St. James is an exclusive New England boarding school known for grooming generations of leaders. Ben Weeks is a true insider—his ancestors helped found St. James, his older brother taught him all the slang, and he's just won a national championship in squash. But after fourteen long years of waiting, Ben arrives at school only to find that the reality of St. James doesn't quite match up with his imaginings.
... elegiac ... The novel is a study of self-consciousness and a too gentle interrogation of upper-crust norms and codes. Tilney seems to argue that, if boarding school does not agree with Ben, then it cannot possibly agree with anyone ... Ben and his roommate, the child of an Emirati cigarette tycoon, never live on the page; Ben’s crush, Alice, is defined by not being defined by her large chest, which is about as narratively compelling as it sounds. Tilney appears to like his characters, and yet that affection never translates into specificity, intelligibility. What The Expectations does accomplish is the wholesale abandonment of the pretense that fancy, name-brand education has anything to do with academic or personal excellence.

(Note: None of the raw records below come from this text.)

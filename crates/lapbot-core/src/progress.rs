//! Progress reporting, decoupled from logging.
//!
//! Services emit events; the frontend decides how to show them. The CLI uses
//! [`TracingReporter`], tests and library callers usually [`SilentReporter`].

use std::time::Duration;

use crate::stats::{CrawlStats, EnrichOutcome, EnrichStats, EnrichStatus};

/// Events emitted by [`crate::pipeline::EnrichPipeline`].
#[derive(Debug, Clone)]
pub enum PipelineEvent<'a> {
    Started {
        task: &'a str,
        total: usize,
        pending: usize,
        skipped_done: usize,
        skipped_empty: usize,
    },
    ItemFinished {
        task: &'a str,
        key: &'a str,
        outcome: EnrichOutcome,
        completed: usize,
        pending: usize,
    },
    RetryScheduled {
        task: &'a str,
        key: &'a str,
        /// 1-based attempt that just failed.
        attempt: u32,
        delay: Duration,
        error: &'a str,
    },
    CircuitOpen {
        task: &'a str,
        retry_after: Duration,
    },
    BatchFlushed {
        task: &'a str,
        rows: usize,
        total_written: usize,
    },
    Finished {
        task: &'a str,
        stats: &'a EnrichStats,
        status: EnrichStatus,
    },
}

/// Events emitted by [`crate::crawl::CrawlService`].
#[derive(Debug, Clone)]
pub enum CrawlEvent<'a> {
    PageFetched {
        source: &'a str,
        page: usize,
        records: usize,
    },
    PageFailed {
        source: &'a str,
        target: &'a str,
        error: &'a str,
    },
    RowsWritten {
        source: &'a str,
        rows: usize,
        total: usize,
    },
    Finished {
        source: &'a str,
        stats: &'a CrawlStats,
    },
}

/// Receives progress events. Both methods default to doing nothing.
pub trait ProgressReporter: Send + Sync {
    fn report(&self, event: PipelineEvent<'_>) {
        let _ = event;
    }

    fn report_crawl(&self, event: CrawlEvent<'_>) {
        let _ = event;
    }
}

/// Drops every event.
#[derive(Debug, Default, Clone, Copy)]
pub struct SilentReporter;

impl ProgressReporter for SilentReporter {}

/// Forwards events to `tracing`.
#[derive(Debug, Default, Clone, Copy)]
pub struct TracingReporter;

impl ProgressReporter for TracingReporter {
    fn report(&self, event: PipelineEvent<'_>) {
        match event {
            PipelineEvent::Started {
                task,
                total,
                pending,
                skipped_done,
                skipped_empty,
            } => {
                tracing::info!(
                    task,
                    total,
                    pending,
                    skipped_done,
                    skipped_empty,
                    "Enrichment started"
                );
            }
            PipelineEvent::ItemFinished {
                task,
                key,
                outcome,
                completed,
                pending,
            } => {
                let outcome = outcome.as_str();
                // One line every 10 items keeps long runs readable
                if completed % 10 == 0 || completed == pending {
                    tracing::info!(task, completed, pending, "Progress");
                }
                tracing::debug!(task, key, outcome, "Item finished");
            }
            PipelineEvent::RetryScheduled {
                task,
                key,
                attempt,
                delay,
                error,
            } => {
                tracing::warn!(
                    task,
                    key,
                    attempt,
                    delay_ms = delay.as_millis() as u64,
                    error,
                    "Retrying LLM call"
                );
            }
            PipelineEvent::CircuitOpen { task, retry_after } => {
                tracing::warn!(
                    task,
                    retry_after_secs = retry_after.as_secs(),
                    "Circuit breaker open, waiting"
                );
            }
            PipelineEvent::BatchFlushed {
                task,
                rows,
                total_written,
            } => {
                tracing::info!(task, rows, total_written, "Checkpoint saved");
            }
            PipelineEvent::Finished {
                task,
                stats,
                status,
            } => {
                tracing::info!(
                    task,
                    status = status.as_str(),
                    succeeded = stats.succeeded,
                    fallback = stats.fallback,
                    failed = stats.failed,
                    skipped = stats.skipped(),
                    rows_written = stats.rows_written,
                    "Enrichment finished"
                );
            }
        }
    }

    fn report_crawl(&self, event: CrawlEvent<'_>) {
        match event {
            CrawlEvent::PageFetched {
                source,
                page,
                records,
            } => {
                tracing::info!(source, page, records, "Page fetched");
            }
            CrawlEvent::PageFailed {
                source,
                target,
                error,
            } => {
                tracing::warn!(source, target, error, "Fetch failed");
            }
            CrawlEvent::RowsWritten {
                source,
                rows,
                total,
            } => {
                tracing::info!(source, rows, total, "Rows written");
            }
            CrawlEvent::Finished { source, stats } => {
                tracing::info!(
                    source,
                    pages = stats.pages,
                    records = stats.records,
                    skipped = stats.skipped,
                    failed = stats.failed,
                    "Crawl finished"
                );
            }
        }
    }
}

Tilney’s sensitive and perceptive debut follows insecure, ambitious Ben Weeks through his first few months at an isolated New England prep school ... Writing primarily from Ben’s point of view, Tilney also alights for a sentence or two at a time in the minds of those who surround him, which adds depth to the narrative ... YAs will recognize the psychological and social challenges Ben faces and appreciate Tilney's recognition of the moral complexities of life as a teenager.
Debut author Tilney deftly limns the unchanging eponymous expectations ... Tilney also nails the changing social climate of the mid-1990s ... The third-person narrative is mostly from Ben’s perspective but from time to time pulls back jarringly to tell us what another character is thinking or to offer an Olympian overview of the shifting social landscape. Despite such infelicities, the novel paints a compassionate portrait of a confused young man ... Smart, shrewdly observed, and highly readable.